Search the records below for the word "utils". Copy each line where it occurs.

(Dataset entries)
+-------+
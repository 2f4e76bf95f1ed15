use crate::types::{HeapPtr, Word, ALIGNMENT, HEADER_WIDTH, MIN_BLOCK_SIZE};
use crate::utils::mem_context::SegmentProvider;

const ALLOCATED: Word = 1;
const SIZE_MASK: Word = !(ALIGNMENT as Word - 1);

pub enum Side {
    Start,
    End,
}

/// Boundary-tagged heap block.
///
/// ```text
/// ptr
///  v
/// [header: size | allocated] [payload .......] [footer: size | allocated]
///  <---------------------------- size ---------------------------------->
/// ```
///
/// Header and footer are identical words. The allocated bit lives in bit 0, since sizes are always
/// multiples of [ALIGNMENT].
#[derive(Debug, Copy, Clone, PartialEq, Eq)]
pub(crate) struct Block {
    pub ptr: HeapPtr,
    pub size: usize,
    pub allocated: bool,
}

#[inline]
pub(crate) fn pack(size: usize, allocated: bool) -> Word {
    debug_assert_eq!(size % ALIGNMENT, 0);

    size as Word | if allocated { ALLOCATED } else { 0 }
}

#[inline]
pub(crate) fn unpack(word: Word) -> (usize, bool) {
    ((word & SIZE_MASK) as usize, word & ALLOCATED == ALLOCATED)
}

#[inline]
pub(crate) fn header_of(block: HeapPtr) -> HeapPtr {
    block
}

#[inline]
pub(crate) fn footer_of(block: HeapPtr, size: usize) -> HeapPtr {
    block + (size - HEADER_WIDTH) as u64
}

#[inline]
pub(crate) fn payload_of(block: HeapPtr) -> HeapPtr {
    block + HEADER_WIDTH as u64
}

#[inline]
pub(crate) fn block_of(payload: HeapPtr) -> HeapPtr {
    payload - HEADER_WIDTH as u64
}

impl Block {
    /// Writes both boundary tags. Every change of block boundaries or status goes through here.
    pub fn construct<S: SegmentProvider>(
        ptr: HeapPtr,
        size: usize,
        allocated: bool,
        segment: &mut S,
    ) -> Self {
        debug_assert!(size >= MIN_BLOCK_SIZE);

        let word = pack(size, allocated);
        segment.write_word(header_of(ptr), word);
        segment.write_word(footer_of(ptr, size), word);

        Self {
            ptr,
            size,
            allocated,
        }
    }

    /// Reads a block by its header (`Side::Start`, `ptr` is the block start) or by its footer
    /// (`Side::End`, `ptr` is the first byte after the block).
    pub fn read_at<S: SegmentProvider>(ptr: HeapPtr, side: Side, segment: &S) -> Self {
        match side {
            Side::Start => {
                let (size, allocated) = unpack(segment.read_word(header_of(ptr)));

                Self {
                    ptr,
                    size,
                    allocated,
                }
            }
            Side::End => {
                let (size, allocated) = unpack(segment.read_word(ptr - HEADER_WIDTH as u64));

                Self {
                    ptr: ptr - size as u64,
                    size,
                    allocated,
                }
            }
        }
    }

    #[inline]
    pub fn end(&self) -> HeapPtr {
        self.ptr + self.size as u64
    }

    #[inline]
    pub fn payload(&self) -> HeapPtr {
        payload_of(self.ptr)
    }

    #[inline]
    pub fn capacity(&self) -> usize {
        self.size - 2 * HEADER_WIDTH
    }
}

#[cfg(test)]
mod tests {
    use crate::mem::block::{block_of, footer_of, pack, payload_of, unpack, Block, Side};
    use crate::utils::mem_context::{SegmentProvider, VecSegment};

    #[test]
    fn packing_works_fine() {
        assert_eq!(pack(24, false), 24);
        assert_eq!(pack(24, true), 25);
        assert_eq!(unpack(pack(4096, true)), (4096, true));
        assert_eq!(unpack(pack(4096, false)), (4096, false));
        assert_eq!(unpack(pack(1 << 40, true)), (1 << 40, true));
    }

    #[test]
    fn addressing_works_fine() {
        assert_eq!(payload_of(64), 72);
        assert_eq!(block_of(payload_of(64)), 64);
        assert_eq!(footer_of(64, 32), 88);
    }

    #[test]
    fn boundary_tags_are_mirrored() {
        let mut segment = VecSegment::new();
        segment.init_heap_segment(1).unwrap();

        let b1 = Block::construct(0, 48, true, &mut segment);
        let b2 = Block::construct(b1.end(), 32, false, &mut segment);

        assert_eq!(segment.read_word(0), segment.read_word(40));
        assert_eq!(segment.read_word(48), segment.read_word(72));

        assert_eq!(Block::read_at(0, Side::Start, &segment), b1);
        assert_eq!(Block::read_at(b1.end(), Side::End, &segment), b1);
        assert_eq!(Block::read_at(b1.end(), Side::Start, &segment), b2);
        assert_eq!(Block::read_at(b2.end(), Side::End, &segment), b2);

        assert_eq!(b1.payload(), 8);
        assert_eq!(b1.capacity(), 32);
    }
}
+-------+
Output:
use crate::utils::mem_context::SegmentProvider;
    use crate::utils::mem_context::{SegmentProvider, VecSegment};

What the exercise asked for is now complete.